[Collected data]
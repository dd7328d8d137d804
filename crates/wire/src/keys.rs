// SPDX-License-Identifier: BUSL-1.1
// Copyright (c) 2026 Alfred Jean LLC

//! Well-known dictionary keys and response strings of the control protocol.

/// Environment variable carrying the trusted descriptor number to children.
pub const TRUSTED_FD_ENV: &str = "WARDEN_TRUSTED_FD";

/// Label of the designated helper daemon, pausable via batch control.
pub const HELPER_LABEL: &str = "warden-helper";

// Job descriptor keys
pub const LABEL: &str = "Label";
pub const PROGRAM: &str = "Program";
pub const PROGRAM_ARGUMENTS: &str = "ProgramArguments";
pub const ENVIRONMENT_VARIABLES: &str = "EnvironmentVariables";
pub const SOFT_RESOURCE_LIMITS: &str = "SoftResourceLimits";
pub const HARD_RESOURCE_LIMITS: &str = "HardResourceLimits";
pub const USER_NAME: &str = "UserName";
pub const UID: &str = "UID";
pub const GID: &str = "GID";
pub const ROOT_DIRECTORY: &str = "RootDirectory";
pub const WORKING_DIRECTORY: &str = "WorkingDirectory";
pub const UMASK: &str = "Umask";
pub const STANDARD_OUT_PATH: &str = "StandardOutPath";
pub const STANDARD_ERROR_PATH: &str = "StandardErrorPath";
pub const INETD_COMPATIBILITY: &str = "inetdCompatibility";
pub const ON_DEMAND: &str = "OnDemand";
pub const SERVICE_IPC: &str = "ServiceIPC";
pub const INIT_GROUPS: &str = "InitGroups";
pub const LOW_PRIORITY_IO: &str = "LowPriorityIO";
pub const NICE: &str = "Nice";
pub const SOCKETS: &str = "Sockets";
pub const DEMAND_PORTS: &str = "DemandPorts";

// Resource limit keys (soft/hard limit dictionaries)
pub const LIMIT_CORE: &str = "Core";
pub const LIMIT_CPU: &str = "CPU";
pub const LIMIT_DATA: &str = "Data";
pub const LIMIT_FSIZE: &str = "FileSize";
pub const LIMIT_MEMLOCK: &str = "MemoryLock";
pub const LIMIT_NOFILE: &str = "NumberOfFiles";
pub const LIMIT_NPROC: &str = "NumberOfProcesses";
pub const LIMIT_RSS: &str = "ResidentSetSize";
pub const LIMIT_STACK: &str = "Stack";

// Request keys
pub const START_JOB: &str = "StartJob";
pub const STOP_JOB: &str = "StopJob";
pub const REMOVE_JOB: &str = "RemoveJob";
pub const SUBMIT_JOB: &str = "SubmitJob";
pub const SET_USER_ENVIRONMENT: &str = "SetUserEnvironment";
pub const UNSET_USER_ENVIRONMENT: &str = "UnsetUserEnvironment";
pub const GET_USER_ENVIRONMENT: &str = "GetUserEnvironment";
pub const CHECK_IN: &str = "CheckIn";
pub const RELOAD_TTYS: &str = "ReloadTTYs";
pub const SHUTDOWN: &str = "Shutdown";
pub const GET_JOBS: &str = "GetJobs";
pub const GET_JOB: &str = "GetJob";
pub const GET_JOB_WITH_HANDLES: &str = "GetJobWithHandles";
pub const SET_UMASK: &str = "SetUmask";
pub const GET_UMASK: &str = "GetUmask";
pub const SET_STANDARD_OUT: &str = "SetStandardOut";
pub const SET_STANDARD_ERROR: &str = "SetStandardError";
pub const BATCH_CONTROL: &str = "BatchControl";
pub const BATCH_QUERY: &str = "BatchQuery";
pub const GET_RESOURCE_LIMITS: &str = "GetResourceLimits";
pub const SET_RESOURCE_LIMITS: &str = "SetResourceLimits";

// Response strings
pub const RESPONSE_SUCCESS: &str = "Success";
pub const RESPONSE_JOB_NOT_FOUND: &str = "JobNotFound";
pub const RESPONSE_JOB_EXISTS: &str = "JobExists";
pub const RESPONSE_LABEL_MISSING: &str = "LabelMissing";
pub const RESPONSE_PROGRAM_ARGUMENTS_MISSING: &str = "ProgramArgumentsMissing";
pub const RESPONSE_NOT_RUNNING_FROM_WARDEN: &str = "NotRunningFromWarden";
pub const RESPONSE_UNKNOWN_COMMAND: &str = "UnknownCommand";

* _ACTIVITY_: When a line in the data contains "strings", return it as written.

* _OUTPUT FOR THIS EXERCISE_:
//! Well-known dictionary keys and response strings of the control protocol.
// Response strings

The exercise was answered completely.